◆ **Exercise directions**: Among the entries below, please repeat exactly and only the lines from the line containing "calls posted as" to the line containing "mod decode;", both lines included.

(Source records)
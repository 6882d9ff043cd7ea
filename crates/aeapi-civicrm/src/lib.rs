//! [`aeapi_core::CrmApi`] over the CiviCRM APIv3 REST endpoint.
//!
//! Every trait method maps to one or two `entity`/`action` calls posted as
//! form data (`entity`, `action`, `api_key`, `key`, `json`). Responses use the
//! APIv3 envelope (`is_error`, `error_message`, `count`, `id`, `values`).

mod client;
mod crm;
mod decode;

pub mod error;

pub use client::{CivicrmClient, CivicrmConfig};
pub use error::{Error, Result};
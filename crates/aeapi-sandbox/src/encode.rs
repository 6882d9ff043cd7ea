//! Conversions between sandbox rows and `aeapi-core` entities.
//!
//! Contact attributes are stored as a compact JSON object; timestamps as
//! RFC 3339 strings.

use aeapi_core::{
  ContactAttributes,
  attributes::{CONTACT_TYPE, EMAIL},
  entity::{Contact, EntityId},
};
use chrono::{DateTime, Utc};
use serde_json::Value;

use crate::Result;

pub fn encode_dt(dt: DateTime<Utc>) -> String { dt.to_rfc3339() }

pub fn encode_attributes(attributes: &ContactAttributes) -> Result<String> {
  Ok(serde_json::to_string(attributes)?)
}

pub fn decode_attributes(s: &str) -> Result<ContactAttributes> {
  Ok(serde_json::from_str(s)?)
}

/// `"<first_name> <last_name>"`, falling back to the organization name and
/// then to the e-mail address.
pub fn display_name(attributes: &ContactAttributes) -> Option<String> {
  let text = |key: &str| {
    attributes
      .get(key)
      .and_then(Value::as_str)
      .filter(|s| !s.is_empty())
  };

  let person: Vec<&str> = ["first_name", "last_name"]
    .into_iter()
    .filter_map(text)
    .collect();
  if !person.is_empty() {
    return Some(person.join(" "));
  }
  text("organization_name")
    .or_else(|| text(EMAIL))
    .map(str::to_owned)
}

// ─── Raw row types ────────────────────────────────────────────────────────────

pub struct RawContact {
  pub id:           EntityId,
  pub contact_type: String,
  pub display_name: Option<String>,
  pub email:        Option<String>,
  pub attributes:   String,
  pub created_date: String,
}

pub const CONTACT_COLUMNS: &str =
  "id, contact_type, display_name, email, attributes, created_date";

impl RawContact {
  pub fn from_row(row: &rusqlite::Row<'_>) -> rusqlite::Result<Self> {
    Ok(Self {
      id:           row.get(0)?,
      contact_type: row.get(1)?,
      display_name: row.get(2)?,
      email:        row.get(3)?,
      attributes:   row.get(4)?,
      created_date: row.get(5)?,
    })
  }

  pub fn attributes(&self) -> Result<ContactAttributes> {
    decode_attributes(&self.attributes)
  }

  /// The full contact entity: typed columns plus every other stored
  /// attribute in `extra`.
  pub fn into_contact(self) -> Result<Contact> {
    let mut extra = self.attributes()?.into_map();
    extra.remove(CONTACT_TYPE);
    extra.remove(EMAIL);
    extra.insert("created_date".to_owned(), Value::from(self.created_date));

    Ok(Contact {
      id:           self.id,
      contact_type: self.contact_type,
      display_name: self.display_name,
      email:        self.email,
      extra,
    })
  }
}
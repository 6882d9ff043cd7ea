//! SQLite-backed stand-in for the CRM.
//!
//! Implements [`aeapi_core::CrmApi`] on top of [`tokio_rusqlite`] so the
//! gateway can run without a live CRM (local development, integration tests).
//! Every API call is written to a journal table that can be inspected with
//! [`SandboxCrm::journal`].
//!
//! The fuzzy matcher is emulated by a case-insensitive e-mail match and is
//! only available when the sandbox was opened with fuzzy matching enabled.

mod encode;
mod schema;
mod store;

pub mod error;

pub use error::{Error, Result};
pub use store::{JournalEntry, SandboxCrm};
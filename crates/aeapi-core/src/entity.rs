//! Records returned by (and inputs sent to) the CRM collaborator.
//!
//! These mirror the CRM's own entities closely enough to be returned verbatim
//! in a submission result. Fields the workflow does not interpret are carried
//! in `extra`.

use serde::{Deserialize, Serialize};
use serde_json::{Map, Value};

/// Numeric primary key of a CRM entity.
pub type EntityId = i64;

// ─── Contacts ─────────────────────────────────────────────────────────────────

#[derive(Debug, Clone, PartialEq, Serialize, Deserialize)]
pub struct Contact {
  pub id:           EntityId,
  pub contact_type: String,
  #[serde(default, skip_serializing_if = "Option::is_none")]
  pub display_name: Option<String>,
  /// Primary e-mail address; the double-opt-in flow sends to this.
  #[serde(default, skip_serializing_if = "Option::is_none")]
  pub email:        Option<String>,
  #[serde(flatten)]
  pub extra:        Map<String, Value>,
}

// ─── Groups ───────────────────────────────────────────────────────────────────

#[derive(Debug, Clone, PartialEq, Serialize, Deserialize)]
pub struct Group {
  pub id:    EntityId,
  pub name:  String,
  #[serde(default, skip_serializing_if = "Option::is_none")]
  pub title: Option<String>,
}

/// Input for a direct group membership.
#[derive(Debug, Clone, PartialEq, Eq)]
pub struct NewGroupContact {
  pub contact_id: EntityId,
  pub group_id:   EntityId,
  /// Membership status, e.g. `"Added"` or `"Removed"`.
  pub status:     String,
}

#[derive(Debug, Clone, PartialEq, Serialize, Deserialize)]
pub struct GroupContact {
  pub id:         EntityId,
  pub contact_id: EntityId,
  pub group_id:   EntityId,
  pub status:     String,
}

// ─── Mailing subscriptions ────────────────────────────────────────────────────

/// Input for a pending (double-opt-in) mailing subscription.
#[derive(Debug, Clone, PartialEq, Eq)]
pub struct NewSubscription {
  pub contact_id: EntityId,
  /// The contact's primary e-mail; the CRM rejects the call when absent.
  pub email:      Option<String>,
  pub group_id:   EntityId,
}

#[derive(Debug, Clone, PartialEq, Serialize, Deserialize)]
pub struct MailingEventSubscribe {
  pub id:         EntityId,
  pub contact_id: EntityId,
  pub group_id:   EntityId,
  #[serde(default, skip_serializing_if = "Option::is_none")]
  pub email:      Option<String>,
  /// Confirmation hash embedded in the opt-in link.
  #[serde(default, skip_serializing_if = "Option::is_none")]
  pub hash:       Option<String>,
}

// ─── Activities ───────────────────────────────────────────────────────────────

#[derive(Debug, Clone, PartialEq, Eq)]
pub struct NewActivity {
  pub source_contact_id: EntityId,
  pub activity_type:     String,
  pub subject:           String,
  pub status:            String,
}

#[derive(Debug, Clone, PartialEq, Serialize, Deserialize)]
pub struct Activity {
  pub id:                EntityId,
  pub source_contact_id: EntityId,
  pub activity_type:     String,
  pub subject:           String,
  pub status:            String,
}
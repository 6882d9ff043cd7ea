//! Error type for `aeapi-civicrm`.

use thiserror::Error;

#[derive(Debug, Error)]
pub enum Error {
  #[error("http error: {0}")]
  Http(#[from] reqwest::Error),

  #[error("CRM responded with HTTP {0}")]
  Status(reqwest::StatusCode),

  /// `is_error: 1`; the CRM's message is passed through as-is.
  #[error("{message}")]
  Api {
    message: String,
    code:    Option<String>,
  },

  #[error("unexpected response from {api}: {reason}")]
  UnexpectedResponse { api: String, reason: String },
}

pub type Result<T, E = Error> = std::result::Result<T, E>;
//! OS signal handling.
//!
//! # Design Decisions
//! - Uses Tokio's signal handling (async-safe)
//! - A handler that cannot be installed is logged and never fires

use tokio::signal;

/// Resolves on Ctrl+C, or SIGTERM on unix.
pub async fn shutdown_signal() {
    let ctrl_c = async {
        if let Err(e) = signal::ctrl_c().await {
            tracing::error!(error = %e, "Failed to install Ctrl+C handler");
            std::future::pending::<()>().await;
        }
    };

    #[cfg(unix)]
    let terminate = async {
        match signal::unix::signal(signal::unix::SignalKind::terminate()) {
            Ok(mut sigterm) => {
                sigterm.recv().await;
            }
            Err(e) => {
                tracing::error!(error = %e, "Failed to install SIGTERM handler");
                std::future::pending::<()>().await;
            }
        }
    };

    #[cfg(not(unix))]
    let terminate = std::future::pending::<()>();

    tokio::select! {
        _ = ctrl_c => {},
        _ = terminate => {},
    }
    tracing::info!("Shutdown signal received");
}
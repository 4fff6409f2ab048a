//! Canonical URL domain (`scheme://host[:port]`).

use std::fmt;
use std::net::IpAddr;

use url::Url;

use super::{looks_like_domain, NormaliseError};

#[derive(Debug, Clone, PartialEq, Eq, Hash)]
pub struct NormalisedUrlDomain {
    value: String,
}

impl NormalisedUrlDomain {
    /// Normalise a domain.
    ///
    /// With `ignore_protocol`, the scheme is chosen from the host: localhost
    /// and IP addresses get `http`, everything else `https`.
    pub fn new(input: &str, ignore_protocol: bool) -> Result<Self, NormaliseError> {
        let trimmed = input.trim().to_lowercase();
        let invalid = || NormaliseError::InvalidDomain(input.to_string());

        let candidate = if trimmed.starts_with("http://") || trimmed.starts_with("https://") {
            trimmed
        } else if trimmed.starts_with('/') || trimmed.contains("://") {
            return Err(invalid());
        } else if looks_like_domain(&trimmed) {
            format!("http://{}", trimmed)
        } else {
            return Err(invalid());
        };

        let url = Url::parse(&candidate).map_err(|_| invalid())?;
        let host = url.host_str().ok_or_else(invalid)?;
        let authority = match url.port() {
            Some(port) => format!("{}:{}", host, port),
            None => host.to_string(),
        };

        let scheme = if ignore_protocol {
            if is_local_host(host) {
                "http"
            } else {
                "https"
            }
        } else {
            url.scheme()
        };

        Ok(Self {
            value: format!("{}://{}", scheme, authority),
        })
    }

    pub fn as_str(&self) -> &str {
        &self.value
    }
}

fn is_local_host(host: &str) -> bool {
    host.starts_with("localhost")
        || host
            .trim_start_matches('[')
            .trim_end_matches(']')
            .parse::<IpAddr>()
            .is_ok()
}

impl fmt::Display for NormalisedUrlDomain {
    fn fmt(&self, f: &mut fmt::Formatter<'_>) -> fmt::Result {
        f.write_str(&self.value)
    }
}
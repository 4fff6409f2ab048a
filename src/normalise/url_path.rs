//! Canonical URL path.

use std::fmt;

use url::Url;

use super::{looks_like_domain, NormaliseError};

/// A path in canonical form: lowercase, leading `/`, no trailing `/`.
///
/// The root path is the empty string, so `"" + "/auth"` concatenates cleanly
/// when a gateway prefix is absent.
#[derive(Debug, Clone, PartialEq, Eq, Hash, Default)]
pub struct NormalisedUrlPath {
    value: String,
}

impl NormalisedUrlPath {
    /// Normalise a path, or a full URL from which only the path is kept.
    pub fn new(input: &str) -> Result<Self, NormaliseError> {
        let trimmed = input.trim().to_lowercase();

        let url = if trimmed.starts_with("http://") || trimmed.starts_with("https://") {
            Url::parse(&trimmed)
        } else if !trimmed.starts_with('/') && looks_like_domain(&trimmed) {
            Url::parse(&format!("http://{}", trimmed))
        } else if trimmed.starts_with('/') {
            Url::parse(&format!("http://example.com{}", trimmed))
        } else {
            Url::parse(&format!("http://example.com/{}", trimmed))
        }
        .map_err(|_| NormaliseError::InvalidPath(input.to_string()))?;

        let value = url.path().trim_end_matches('/').to_string();
        Ok(Self { value })
    }

    pub fn empty() -> Self {
        Self::default()
    }

    /// Concatenate `other` onto this path.
    pub fn append_path(&self, other: &NormalisedUrlPath) -> NormalisedUrlPath {
        Self {
            value: format!("{}{}", self.value, other.value),
        }
    }

    /// Plain string-prefix test on the canonical forms.
    pub fn starts_with(&self, other: &NormalisedUrlPath) -> bool {
        self.value.starts_with(&other.value)
    }

    pub fn is_root(&self) -> bool {
        self.value.is_empty()
    }

    pub fn as_str(&self) -> &str {
        &self.value
    }
}

impl fmt::Display for NormalisedUrlPath {
    fn fmt(&self, f: &mut fmt::Formatter<'_>) -> fmt::Result {
        f.write_str(&self.value)
    }
}
//! Canonical path, domain and app-info value types.
//!
//! # Data Flow
//! ```text
//! AppInfo (raw strings from config or code)
//!     → url_domain.rs (scheme + host[:port])
//!     → url_path.rs   (lowercase, leading '/', no trailing '/')
//!     → app_info.rs   (NormalisedAppInfo, validated once)
//!
//! Per request:
//!     request path → NormalisedUrlPath → gateway path + request path
//! ```
//!
//! # Design Decisions
//! - Validation happens at construction; values are trusted afterwards
//! - Comparison is plain string comparison on the canonical form

pub mod app_info;
pub mod url_domain;
pub mod url_path;

pub use app_info::{AppInfo, NormalisedAppInfo};
pub use url_domain::NormalisedUrlDomain;
pub use url_path::NormalisedUrlPath;

use thiserror::Error;

/// Errors raised when a path or domain cannot be put in canonical form.
#[derive(Debug, Clone, Error, PartialEq, Eq)]
pub enum NormaliseError {
    #[error("Please provide a valid URL path: {0}")]
    InvalidPath(String),

    #[error("Please provide a valid domain name: {0}")]
    InvalidDomain(String),
}

/// True for inputs such as `api.example.com/path` or `localhost:3000`.
pub(crate) fn looks_like_domain(input: &str) -> bool {
    if input.starts_with("localhost") {
        return true;
    }
    let host = input.split('/').next().unwrap_or_default();
    let host = host.split(':').next().unwrap_or_default();
    !host.is_empty() && host.contains('.') && !host.starts_with('.')
}

#[cfg(test)]
mod tests {
    use super::*;

    #[test]
    fn test_looks_like_domain() {
        assert!(looks_like_domain("localhost"));
        assert!(looks_like_domain("localhost:3000/auth"));
        assert!(looks_like_domain("api.example.com"));
        assert!(looks_like_domain("127.0.0.1:8080"));
        assert!(!looks_like_domain("auth"));
        assert!(!looks_like_domain("/auth.json"));
        assert!(!looks_like_domain(".hidden"));
    }
}
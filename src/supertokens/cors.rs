//! CORS header aggregation.

use std::collections::BTreeSet;

use axum::http::{header::CONTENT_TYPE, HeaderName, HeaderValue, Method};
use tower_http::cors::{AllowOrigin, CorsLayer};

use super::SuperTokens;
use crate::error::ConfigError;
use crate::http::request::{HEADER_FDI, HEADER_RID};

impl SuperTokens {
    /// Protocol headers plus every recipe's headers, lowercased, sorted, deduplicated.
    pub fn all_cors_headers(&self) -> Vec<String> {
        let mut headers: BTreeSet<String> = [HEADER_RID, HEADER_FDI]
            .into_iter()
            .map(String::from)
            .collect();
        for recipe in self.recipe_modules() {
            headers.extend(
                recipe
                    .all_cors_headers()
                    .into_iter()
                    .map(|h| h.trim().to_lowercase()),
            );
        }
        headers.into_iter().collect()
    }

    /// CORS layer admitting the website domain with credentials.
    pub fn cors_layer(&self) -> Result<CorsLayer, ConfigError> {
        let origin = HeaderValue::from_str(self.app_info().website_domain.as_str())
            .map_err(|e| ConfigError::AppInfo(format!("website domain is not a valid origin: {}", e)))?;

        let mut allowed = vec![CONTENT_TYPE];
        for header in self.all_cors_headers() {
            let name = HeaderName::from_bytes(header.as_bytes()).map_err(|e| {
                ConfigError::AppInfo(format!("invalid CORS header {:?}: {}", header, e))
            })?;
            allowed.push(name);
        }

        Ok(CorsLayer::new()
            .allow_origin(AllowOrigin::exact(origin))
            .allow_methods([
                Method::GET,
                Method::POST,
                Method::PUT,
                Method::DELETE,
                Method::HEAD,
                Method::OPTIONS,
            ])
            .allow_headers(allowed)
            .allow_credentials(true))
    }
}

◆ **Reply**:
//! Every trait method maps to one or two `entity`/`action` calls posted as
//! form data (`entity`, `action`, `api_key`, `key`, `json`). Responses use the
//! APIv3 envelope (`is_error`, `error_message`, `count`, `id`, `values`).

mod client;
mod crm;
mod decode;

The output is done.